Katherine B.

Building Confidence in Women in Tech Industries

The Problem

 

One of the biggest problems facing the technology industry today is that there simply aren’t enough women entering and staying in the field. The number of female graduates with computer science or engineering degrees has decreased in recent years, resulting in a lack of women holding positions in these industries. One reason for this problem could be because of the stereotypical “bro culture” that is said to exist in these industries and women’s fear that they won’t be able to fit in. This leads women to feel out of place in the industry,, causing many to leave once they have entered. Another reason could be because of imposter syndrome. This causes women to feel that they don’t belong in STEM classes or careers, causing them to leave these industries and decreasing the amount of women in these careers.

The Goal

The goal for this problem is to increase women’s confidence and assure them that they do in fact belong in these tech fields. According to a recent study from Harvard Business School, 56% if women who enter the field will leave by mid career (Miller, 2014). This could be due to the fact that women are afraid to enter the stereotypical “bro culture” that is believed to exist in these fields. The stereotypical computer scientists are antisocial men who have trouble relating to women and interacting with other people (Cheryan, 2013). Women are afraid that they do not fit the qualifications to be a computer scientist, making them feel like they don’t belong in the field or STEM classes. In a statement from a New York Times article, the technology is described as a man dominated atmosphere saying, “It’s a boys’ club, and you have to try to get into it, and they’re trying as hard as they can to prove you can’t” (Miller, 2014). Women are fearful that they cannot relate to the “bro culture” that is portrayed by the media, making them turn away from technology industries and programming startups. In order to eliminate this problem, women need to have better mentors to demonstrate that they can be successful in this industry and progress in these careers.

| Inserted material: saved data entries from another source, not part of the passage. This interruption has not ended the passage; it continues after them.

//! Web session middleware and the signed session cookie.
//!
//! The cookie only carries `<session id>.<hex HMAC-SHA256 of the id>`. The session
//! body lives in a [`SessionStore`]; handlers reach it through a [`SessionHandle`]
//! that the middleware injects into request extensions.
//!
//! ```text
//! Request → session_middleware → loads WebSession, injects SessionHandle
//!                                      ↓
//!                              Handler reads/mutates the handle
//!                                      ↓
//! Response ← saves (or removes) the session, sets the cookie
//! ```

use std::sync::Arc;
use std::time::Duration;

use async_trait::async_trait;
use axum::extract::{FromRequestParts, Request, State};
use axum::http::header::{COOKIE, SET_COOKIE};
use axum::http::request::Parts;
use axum::http::{HeaderMap, HeaderValue, StatusCode};
use axum::middleware::Next;
use axum::response::{IntoResponse, Response};
use hmac::{Hmac, Mac};
use secrecy::ExposeSecret;
use sha2::Sha256;
use subtle::ConstantTimeEq;
use tokio::sync::{Mutex, MutexGuard};

use crate::config::SessionConfig;
use crate::domain::foundation::{DomainError, ErrorCode, WebSessionId};
use crate::domain::user::{SessionUser, WebSession};
use crate::ports::SessionStore;

use super::super::AppState;

type HmacSha256 = Hmac<Sha256>;

// ════════════════════════════════════════════════════════════════════════════════
// Cookie signing
// ════════════════════════════════════════════════════════════════════════════════

/// Signs and verifies session cookie values.
#[derive(Clone)]
pub struct CookieSigner {
    mac: HmacSha256,
}

impl CookieSigner {
    pub fn new(secret: &[u8]) -> Result<Self, DomainError> {
        let mac = HmacSha256::new_from_slice(secret).map_err(|e| {
            DomainError::new(ErrorCode::InternalError, format!("Session signing key: {}", e))
        })?;
        Ok(Self { mac })
    }

    /// Cookie value for `id`.
    pub fn sign(&self, id: &WebSessionId) -> String {
        let id = id.to_string();
        format!("{}.{}", id, hex::encode(self.digest(id.as_bytes())))
    }

    /// Session id carried by a cookie value, if the signature matches.
    pub fn verify(&self, value: &str) -> Option<WebSessionId> {
        let (id, signature) = value.split_once('.')?;
        let signature = hex::decode(signature).ok()?;
        let expected = self.digest(id.as_bytes());
        if expected.len() != signature.len() {
            return None;
        }
        if expected.as_slice().ct_eq(signature.as_slice()).unwrap_u8() != 1 {
            return None;
        }
        id.parse().ok()
    }

    fn digest(&self, data: &[u8]) -> Vec<u8> {
        let mut mac = self.mac.clone();
        mac.update(data);
        mac.finalize().into_bytes().to_vec()
    }
}

// ════════════════════════════════════════════════════════════════════════════════
// Session manager
// ════════════════════════════════════════════════════════════════════════════════

/// Everything the middleware needs to load, save and address sessions.
pub struct SessionManager {
    store: Arc<dyn SessionStore>,
    signer: CookieSigner,
    cookie_name: String,
    lifetime: Duration,
    secure: bool,
}

impl SessionManager {
    pub fn new(store: Arc<dyn SessionStore>, config: &SessionConfig) -> Result<Self, DomainError> {
        Ok(Self {
            store,
            signer: CookieSigner::new(config.secret_key.expose_secret().as_bytes())?,
            cookie_name: config.cookie_name.clone(),
            lifetime: config.lifetime(),
            secure: config.secure_cookie,
        })
    }

    pub fn cookie_name(&self) -> &str {
        &self.cookie_name
    }

    pub fn signer(&self) -> &CookieSigner {
        &self.signer
    }

    /// Verified session id from the request's cookies.
    fn session_id(&self, headers: &HeaderMap) -> Option<WebSessionId> {
        cookie_value(headers, &self.cookie_name).and_then(|v| self.signer.verify(v))
    }

    fn set_cookie(&self, id: &WebSessionId) -> String {
        let mut cookie = format!(
            "{}={}; Path=/; Max-Age={}; HttpOnly; SameSite=Lax",
            self.cookie_name,
            self.signer.sign(id),
            self.lifetime.as_secs()
        );
        if self.secure {
            cookie.push_str("; Secure");
        }
        cookie
    }

    fn expire_cookie(&self) -> String {
        format!("{}=; Path=/; Max-Age=0; HttpOnly; SameSite=Lax", self.cookie_name)
    }

    async fn load(&self, id: &WebSessionId) -> Option<WebSession> {
        match self.store.load(id).await {
            Ok(session) => session,
            Err(e) => {
                tracing::warn!(error = %e, "Session load failed, starting fresh");
                None
            }
        }
    }
}

/// Value of cookie `name` across all `Cookie` headers.
fn cookie_value<'a>(headers: &'a HeaderMap, name: &str) -> Option<&'a str> {
    headers
        .get_all(COOKIE)
        .iter()
        .filter_map(|h| h.to_str().ok())
        .flat_map(|h| h.split(';'))
        .filter_map(|pair| pair.trim().split_once('='))
        .find(|(key, _)| *key == name)
        .map(|(_, value)| value)
}

// ════════════════════════════════════════════════════════════════════════════════
// Session handle
// ════════════════════════════════════════════════════════════════════════════════

/// Request-scoped access to the web session.
#[derive(Clone, Default)]
pub struct SessionHandle {
    inner: Arc<Mutex<WebSession>>,
}

impl SessionHandle {
    pub fn new(session: WebSession) -> Self {
        Self {
            inner: Arc::new(Mutex::new(session)),
        }
    }

    pub async fn lock(&self) -> MutexGuard<'_, WebSession> {
        self.inner.lock().await
    }

    /// Signed-in user, if any.
    pub async fn user(&self) -> Option<SessionUser> {
        self.inner.lock().await.user.clone()
    }

    pub async fn snapshot(&self) -> WebSession {
        self.inner.lock().await.clone()
    }
}

/// Rejection when the session middleware is not installed.
#[derive(Debug)]
pub struct SessionLayerMissing;

impl IntoResponse for SessionLayerMissing {
    fn into_response(self) -> Response {
        tracing::error!("Session middleware not installed");
        (StatusCode::INTERNAL_SERVER_ERROR, "Session unavailable").into_response()
    }
}

#[async_trait]
impl<S> FromRequestParts<S> for SessionHandle
where
    S: Send + Sync,
{
    type Rejection = SessionLayerMissing;

    async fn from_request_parts(parts: &mut Parts, _state: &S) -> Result<Self, Self::Rejection> {
        parts
            .extensions
            .get::<SessionHandle>()
            .cloned()
            .ok_or(SessionLayerMissing)
    }
}

// ════════════════════════════════════════════════════════════════════════════════
// Middleware
// ════════════════════════════════════════════════════════════════════════════════

/// Loads the web session before the handler and persists it afterwards.
///
/// - A missing, tampered or expired cookie starts an empty session
/// - A non-empty session is saved with the configured lifetime and the cookie renewed
/// - A session emptied by the handler is removed and its cookie expired
pub async fn session_middleware(
    State(state): State<AppState>,
    mut request: Request,
    next: Next,
) -> Response {
    let manager = &state.sessions;

    let existing = match manager.session_id(request.headers()) {
        Some(id) => manager.load(&id).await.map(|session| (id, session)),
        None => None,
    };
    let known = existing.is_some();
    let (id, session) = existing.unwrap_or_else(|| (WebSessionId::new(), WebSession::default()));

    let handle = SessionHandle::new(session);
    request.extensions_mut().insert(handle.clone());

    let mut response = next.run(request).await;

    let session = handle.snapshot().await;
    let cookie = if session.is_empty() {
        if !known {
            return response;
        }
        if let Err(e) = manager.store.remove(&id).await {
            tracing::warn!(error = %e, "Session removal failed");
        }
        manager.expire_cookie()
    } else {
        if let Err(e) = manager.store.save(&id, &session, manager.lifetime).await {
            tracing::error!(error = %e, "Session save failed");
            return response;
        }
        manager.set_cookie(&id)
    };

    match HeaderValue::from_str(&cookie) {
        Ok(value) => {
            response.headers_mut().append(SET_COOKIE, value);
        }
        Err(e) => tracing::error!(error = %e, "Session cookie not representable"),
    }
    response
}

Another goal is to eliminate imposter syndrome for women, especially through their education. Imposter syndrome is defined as “occurring when a person is actually doing fine, yet they feel that they don’t have the capabilities to succeed as well as others around them, making them feel like an imposter” (Warrell, 2014). According to a recent study, only 18% of computer science graduates are women, which is a decrease from 35% in the past thirty years (Miller, 2014). In order to increase women graduates in STEM fields and increase the number of women in technology fields, we need to be able to alleviate imposter syndrome and build women’s confidence in their ability to succeed in the tech industry.

The Solution

The solution to this problem would be to target girls from a young age, building their confidence early and lessening their fear of failure from an early developmental stage in their lives. In order to do this, I believe that a social media campaign would be effective targeting young girls on the popular social media site, Instagram. The social media campaign would feature inspiration quotes that build confidence in young girls and increase interest in technology and STEM fields. This would encourage them to pursue these fields throughout their educational careers and could lead to a later career in one of these fields. Another important component of the campaign would be to feature successful women in the technology industry to serve as strong mentors for these young girls. This would show them an example that it is possible to be successful in tech industries and lead them to gain the confidence to pursue these careers themselves. The campaign would also feature camps and workshops that introduce girls to technology and STEM fields at an early age, providing them the opportunity to get started in these fields.

I think that the main solution to the problem of a lack of women in the tech industry and women leaving these fields is to build confidence in women’s abilities to succeed. By doing this from an early age, we would be more likely to give young girls this confidence and have them keep it throughout their careers. By building confidence in women to succeed, they will believe in themselves and be able to achieve success in technology and STEM careers.

Works Cited

Cheryan, S., Plaut, V., Handron, C., & Hudson, L. (2013). The Stereotypical

Computer Scientist: Gendered Media Representations as a Barrier to Inclusion for Women. Springer Science & Business Media.

Harris, N., Kruck, S., Cushman, P., & Anderson, R. (2009). Technology Majors: Why Are Women Absent? Journal of Computer Information Systems.

Miller, C. (2014, April 5). Technology’s Man Problem. New York Times.

Warrell, M. (2014, April 3). Afraid Of Being ‘Found Out?’ How To Overcome Impostor Syndrome. Forbes.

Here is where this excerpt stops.